Mr. HUBBARD. I am the assistant postmaster at Chicago..

The VICE-CHAIRMAN. How long have you occupied that position?
Mr. HUBBARD. My appointment dates from May 1, 1889.
The VICE-CHAIRMAN. You have served continuously?

Mr. HUBBARD. Continuously in that position since.

The VICE-CHAIRMAN. Had you any experience in postal affairs prior to that?

Mr. HUBBARD. I had. I was appointed as clerk in the Chicago post-office in 1871. I went into the mailing division of that office and there learned schemes of distribution. From there I was transferred to the registry division. Afterwards, in a year or so, I was appointed to be the correspondence clerk of the office and later I was transferred and appointed superintendent of delivery, remaining in the service from 1871 until 1881, returning to the service May 1, 1889, and in continuous service since that time.

The VICE-CHAIRMAN. Now, Mr. Glassie, you may read Mr. Hubbard's statement.

The SECRETARY. Mr. Chairman and gentlemen of the Commission, I regret very much that Mr. Hubbard can not read this himself, to bring out the points more distinctly, but I shall do my best. The paper is divided into sections, and is as follows (reading):

SECTION 1.-THE SELF-SUSTAINING RATE OF POSTAGE.

Reduced to a practical proposition, the question of second-class matter is a question of revenue.

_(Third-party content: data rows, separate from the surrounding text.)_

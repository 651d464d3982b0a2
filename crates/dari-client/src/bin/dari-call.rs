//! # dari-call
//!
//! Places a two-party call between two sessions in this process, over the
//! configured mailbox and real WebRTC peer connections. The caller uses the
//! host devices; the callee uses synthetic ones.
//!
//! Usage: `dari-call [audio|video] [seconds]`

use std::sync::Arc;
use std::time::Duration;

use anyhow::Context;
use dari_client::{
    spawn_sweeper, CallController, CallEvent, ClientConfig, HttpRelayCredentials,
};
use dari_media::{
    MailboxChannel, PeerConnectionState, SyntheticDevices, TransportFactory, WebRtcFactory,
};
use dari_shared::{CallType, UserId};
use dari_store::DocumentStore;
use tokio::sync::broadcast;
use tracing::{error, info, warn};

async fn until_connected(mut events: broadcast::Receiver<CallEvent>) -> anyhow::Result<()> {
    loop {
        match events.recv().await {
            Ok(CallEvent::ConnectionState(PeerConnectionState::Connected)) => return Ok(()),
            Ok(CallEvent::Failed { error }) => anyhow::bail!(error.user_message()),
            Ok(CallEvent::Ended) => anyhow::bail!("call ended before connecting"),
            Ok(_) | Err(broadcast::error::RecvError::Lagged(_)) => {}
            Err(broadcast::error::RecvError::Closed) => anyhow::bail!("event channel closed"),
        }
    }
}

#[tokio::main]
async fn main() -> anyhow::Result<()> {
    // -----------------------------------------------------------------------
    // 1. Initialize tracing (respects RUST_LOG env var)
    // -----------------------------------------------------------------------
    dari_client::init_tracing();
    info!("Starting dari-call v{}", env!("CARGO_PKG_VERSION"));

    // -----------------------------------------------------------------------
    // 2. Load configuration
    // -----------------------------------------------------------------------
    let config = ClientConfig::from_env();
    info!(?config, "Loaded configuration");

    let mut args = std::env::args().skip(1);
    let call_type: CallType = match args.next() {
        Some(raw) => raw.parse().map_err(anyhow::Error::msg)?,
        None => CallType::Audio,
    };
    let hold = match args.next() {
        Some(raw) => Duration::from_secs(raw.parse().context("seconds must be a number")?),
        None => Duration::from_secs(5),
    };

    // -----------------------------------------------------------------------
    // 3. Initialize subsystems
    // -----------------------------------------------------------------------
    let mailbox: Arc<dyn DocumentStore> =
        Arc::new(config.open_mailbox().context("opening the mailbox")?);
    let transports: Arc<dyn TransportFactory> = Arc::new(WebRtcFactory::new()?);

    let caller_id = config
        .user_id
        .clone()
        .unwrap_or_else(|| UserId::new("dari-caller"));
    let caller_channel =
        MailboxChannel::new(mailbox.clone(), Some(caller_id)).with_retry(config.retry_policy());
    let callee_channel = MailboxChannel::new(mailbox.clone(), Some(UserId::new("dari-callee")))
        .with_retry(config.retry_policy());

    let mut caller = CallController::new(
        caller_channel.clone(),
        Arc::new(config.host_devices()),
        transports.clone(),
    )
    .with_stun_urls(config.stun_urls.clone())
    .with_timeouts(config.timeouts());
    let mut callee = CallController::new(
        callee_channel,
        Arc::new(SyntheticDevices::new()),
        transports,
    )
    .with_stun_urls(config.stun_urls.clone())
    .with_timeouts(config.timeouts());

    if let Some(url) = &config.relay_credentials_url {
        let relay = Arc::new(HttpRelayCredentials::new(url.clone())?);
        caller = caller.with_relay(relay.clone());
        callee = callee.with_relay(relay);
    }

    // -----------------------------------------------------------------------
    // 4. Spawn background tasks
    // -----------------------------------------------------------------------
    let sweeper = spawn_sweeper(caller_channel, config.stale_call_ttl, config.sweep_interval);

    // -----------------------------------------------------------------------
    // 5. Place the call
    // -----------------------------------------------------------------------
    let caller_events = caller.subscribe();
    let callee_events = callee.subscribe();

    let call_id = match caller.start_call(call_type).await {
        Ok(id) => id,
        Err(e) => {
            error!(error = %e, "{}", e.user_message());
            sweeper.abort();
            return Err(e.into());
        }
    };
    info!(call_id = %call_id, %call_type, "Share this call id with the other party");

    if let Err(e) = callee.join_call(&call_id, call_type).await {
        error!(error = %e, "{}", e.user_message());
        caller.hang_up().await;
        sweeper.abort();
        return Err(e.into());
    }

    // -----------------------------------------------------------------------
    // 6. Hold the call, then hang up
    // -----------------------------------------------------------------------
    let connected = tokio::select! {
        result = async {
            tokio::try_join!(until_connected(caller_events), until_connected(callee_events))
        } => Some(result.map(|_| ())),
        _ = tokio::signal::ctrl_c() => {
            info!("Received Ctrl+C, hanging up");
            None
        }
    };

    match &connected {
        Some(Ok(())) => {
            info!(seconds = hold.as_secs(), "Call connected");
            tokio::select! {
                _ = tokio::time::sleep(hold) => {}
                _ = tokio::signal::ctrl_c() => info!("Received Ctrl+C, hanging up"),
            }
        }
        Some(Err(e)) => warn!(error = %e, "Call did not connect"),
        None => {}
    }

    callee.hang_up().await;
    caller.hang_up().await;
    sweeper.abort();

    connected.unwrap_or(Ok(()))
}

True, we have been accustomed for years to the idea that, as a matter of principle, it is part of the duty of Congress financially to assist in the dissemination of information of a public character. When the practice which followed the application of this principle was first begun, the main intent of Congress, as I understand it, was to aid in the dissemination of intelligence that is, news, in the restricted meaning of the work formerly current-by carrying newspapers in the mails at a reduced rate of postage. But the practice has since been extended so as to include periodicals and publications issued by educational and fraternal associations. We are realizing to-day, however, that it has gone too far, and that it is seriously crippling the resources of the Post-Office Department. We are obliged to admit that a practice which once commended itself to the best minds of the country needs modification when its operation is shown injuriously to affect the community by decreasing the efficiency of the post-office, the great business Department of the Government. Therefore your commission is very properly met to consider means for relieving the Department and the country from the financial burdens which the present situation entails.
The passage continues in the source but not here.